* [Work order] In the entries below, find the line with "SampleData::I32(v) => v.iter().map(|&s|" and print exactly every line from there up to and including the line with "pub fn interleaved(data: SampleData, channels: usize)", with no other lines.

* [Task inputs]
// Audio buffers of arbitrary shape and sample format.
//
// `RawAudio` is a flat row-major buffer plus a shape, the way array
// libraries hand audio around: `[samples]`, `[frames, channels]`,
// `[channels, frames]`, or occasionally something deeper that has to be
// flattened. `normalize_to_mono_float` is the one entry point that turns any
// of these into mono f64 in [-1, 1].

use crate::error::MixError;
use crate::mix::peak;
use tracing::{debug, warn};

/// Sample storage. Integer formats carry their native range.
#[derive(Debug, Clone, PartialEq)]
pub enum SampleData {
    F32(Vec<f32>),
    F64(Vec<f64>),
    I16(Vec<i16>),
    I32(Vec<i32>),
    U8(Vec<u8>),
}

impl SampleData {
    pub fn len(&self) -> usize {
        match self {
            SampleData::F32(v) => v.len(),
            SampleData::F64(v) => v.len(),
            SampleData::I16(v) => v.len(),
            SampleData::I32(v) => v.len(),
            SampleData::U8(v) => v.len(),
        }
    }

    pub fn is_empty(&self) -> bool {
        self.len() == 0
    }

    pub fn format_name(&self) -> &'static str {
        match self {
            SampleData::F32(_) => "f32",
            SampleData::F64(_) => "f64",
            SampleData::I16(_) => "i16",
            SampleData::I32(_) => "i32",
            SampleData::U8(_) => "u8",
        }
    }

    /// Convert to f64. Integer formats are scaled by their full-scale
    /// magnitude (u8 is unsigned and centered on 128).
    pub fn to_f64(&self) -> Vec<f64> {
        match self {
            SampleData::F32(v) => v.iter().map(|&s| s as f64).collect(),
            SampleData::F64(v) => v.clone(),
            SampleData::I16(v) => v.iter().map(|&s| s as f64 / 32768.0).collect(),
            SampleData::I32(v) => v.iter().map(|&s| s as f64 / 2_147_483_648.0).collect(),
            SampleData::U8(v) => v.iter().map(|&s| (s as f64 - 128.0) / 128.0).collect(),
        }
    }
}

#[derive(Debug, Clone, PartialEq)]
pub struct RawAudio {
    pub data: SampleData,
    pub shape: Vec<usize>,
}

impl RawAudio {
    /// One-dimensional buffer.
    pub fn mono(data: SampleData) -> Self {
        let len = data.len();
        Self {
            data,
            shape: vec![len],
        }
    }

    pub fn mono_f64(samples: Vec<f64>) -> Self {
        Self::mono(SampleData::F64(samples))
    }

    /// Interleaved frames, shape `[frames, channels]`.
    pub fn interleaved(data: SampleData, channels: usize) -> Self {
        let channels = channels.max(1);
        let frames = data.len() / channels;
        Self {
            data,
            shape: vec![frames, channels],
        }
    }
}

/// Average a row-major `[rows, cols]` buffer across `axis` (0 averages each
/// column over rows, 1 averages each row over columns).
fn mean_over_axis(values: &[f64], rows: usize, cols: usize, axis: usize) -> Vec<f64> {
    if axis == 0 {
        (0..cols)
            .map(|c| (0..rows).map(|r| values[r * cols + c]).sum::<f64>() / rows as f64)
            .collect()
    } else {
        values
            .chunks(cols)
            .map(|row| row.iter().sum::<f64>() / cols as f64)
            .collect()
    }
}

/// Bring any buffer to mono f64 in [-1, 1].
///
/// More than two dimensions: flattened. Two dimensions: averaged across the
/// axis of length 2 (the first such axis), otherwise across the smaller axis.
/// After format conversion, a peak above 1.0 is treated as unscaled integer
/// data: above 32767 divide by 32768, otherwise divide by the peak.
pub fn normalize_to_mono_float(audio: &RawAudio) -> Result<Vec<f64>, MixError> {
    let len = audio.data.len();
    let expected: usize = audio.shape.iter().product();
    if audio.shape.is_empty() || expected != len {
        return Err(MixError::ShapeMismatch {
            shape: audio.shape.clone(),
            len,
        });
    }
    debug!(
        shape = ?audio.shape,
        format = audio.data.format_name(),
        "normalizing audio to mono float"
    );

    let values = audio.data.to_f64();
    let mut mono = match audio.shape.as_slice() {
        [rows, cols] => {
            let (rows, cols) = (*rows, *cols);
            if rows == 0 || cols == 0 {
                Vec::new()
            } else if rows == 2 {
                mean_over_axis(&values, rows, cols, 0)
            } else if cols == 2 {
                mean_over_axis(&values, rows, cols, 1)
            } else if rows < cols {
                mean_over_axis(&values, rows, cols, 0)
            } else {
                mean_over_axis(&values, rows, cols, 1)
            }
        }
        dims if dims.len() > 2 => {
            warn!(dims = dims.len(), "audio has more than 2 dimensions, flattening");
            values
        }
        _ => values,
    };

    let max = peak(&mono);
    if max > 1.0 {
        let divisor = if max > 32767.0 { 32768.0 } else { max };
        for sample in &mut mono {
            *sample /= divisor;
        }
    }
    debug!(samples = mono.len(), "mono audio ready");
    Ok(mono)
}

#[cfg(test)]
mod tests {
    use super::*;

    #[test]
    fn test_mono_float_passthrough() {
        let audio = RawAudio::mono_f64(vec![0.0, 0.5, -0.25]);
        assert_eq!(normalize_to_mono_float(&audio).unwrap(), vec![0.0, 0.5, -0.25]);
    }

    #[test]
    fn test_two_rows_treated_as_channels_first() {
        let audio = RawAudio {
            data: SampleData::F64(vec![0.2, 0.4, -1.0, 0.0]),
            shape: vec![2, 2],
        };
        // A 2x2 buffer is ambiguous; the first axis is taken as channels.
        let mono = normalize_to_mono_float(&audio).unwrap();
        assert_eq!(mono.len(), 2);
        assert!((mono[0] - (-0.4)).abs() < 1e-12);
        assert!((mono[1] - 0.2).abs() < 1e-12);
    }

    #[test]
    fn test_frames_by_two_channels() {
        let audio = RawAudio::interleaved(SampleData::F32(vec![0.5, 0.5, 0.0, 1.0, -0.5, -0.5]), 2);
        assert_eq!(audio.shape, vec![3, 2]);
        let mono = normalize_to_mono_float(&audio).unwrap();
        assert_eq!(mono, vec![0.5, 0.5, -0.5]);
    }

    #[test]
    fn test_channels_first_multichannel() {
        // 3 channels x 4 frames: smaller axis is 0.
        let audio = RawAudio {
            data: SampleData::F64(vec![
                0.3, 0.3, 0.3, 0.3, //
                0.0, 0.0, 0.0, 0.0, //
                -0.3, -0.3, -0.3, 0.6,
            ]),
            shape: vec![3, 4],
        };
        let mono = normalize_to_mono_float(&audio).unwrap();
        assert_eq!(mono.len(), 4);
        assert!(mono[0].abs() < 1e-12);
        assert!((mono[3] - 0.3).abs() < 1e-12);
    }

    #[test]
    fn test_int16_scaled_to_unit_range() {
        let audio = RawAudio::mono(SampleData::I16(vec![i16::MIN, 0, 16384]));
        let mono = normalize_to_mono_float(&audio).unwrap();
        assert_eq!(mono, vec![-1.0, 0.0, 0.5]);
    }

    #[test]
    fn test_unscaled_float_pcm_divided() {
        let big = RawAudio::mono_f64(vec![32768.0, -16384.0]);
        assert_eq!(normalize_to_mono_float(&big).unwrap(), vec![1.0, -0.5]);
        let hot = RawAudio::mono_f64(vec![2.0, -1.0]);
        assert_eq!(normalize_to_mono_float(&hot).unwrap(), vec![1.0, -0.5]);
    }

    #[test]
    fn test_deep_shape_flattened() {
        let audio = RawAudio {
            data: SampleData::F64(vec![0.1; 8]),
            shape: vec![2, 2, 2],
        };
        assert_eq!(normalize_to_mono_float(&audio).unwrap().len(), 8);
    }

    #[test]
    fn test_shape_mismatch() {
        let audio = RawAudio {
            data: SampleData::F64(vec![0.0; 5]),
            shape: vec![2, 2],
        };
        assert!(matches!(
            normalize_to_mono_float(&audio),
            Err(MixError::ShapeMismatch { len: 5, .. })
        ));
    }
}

* [Result]
            SampleData::I32(v) => v.iter().map(|&s| s as f64 / 2_147_483_648.0).collect(),
            SampleData::U8(v) => v.iter().map(|&s| (s as f64 - 128.0) / 128.0).collect(),
        }
    }
}

#[derive(Debug, Clone, PartialEq)]
pub struct RawAudio {
    pub data: SampleData,
    pub shape: Vec<usize>,
}

impl RawAudio {
    /// One-dimensional buffer.
    pub fn mono(data: SampleData) -> Self {
        let len = data.len();
        Self {
            data,
            shape: vec![len],
        }
    }

    pub fn mono_f64(samples: Vec<f64>) -> Self {
        Self::mono(SampleData::F64(samples))
    }

    /// Interleaved frames, shape `[frames, channels]`.
    pub fn interleaved(data: SampleData, channels: usize) -> Self {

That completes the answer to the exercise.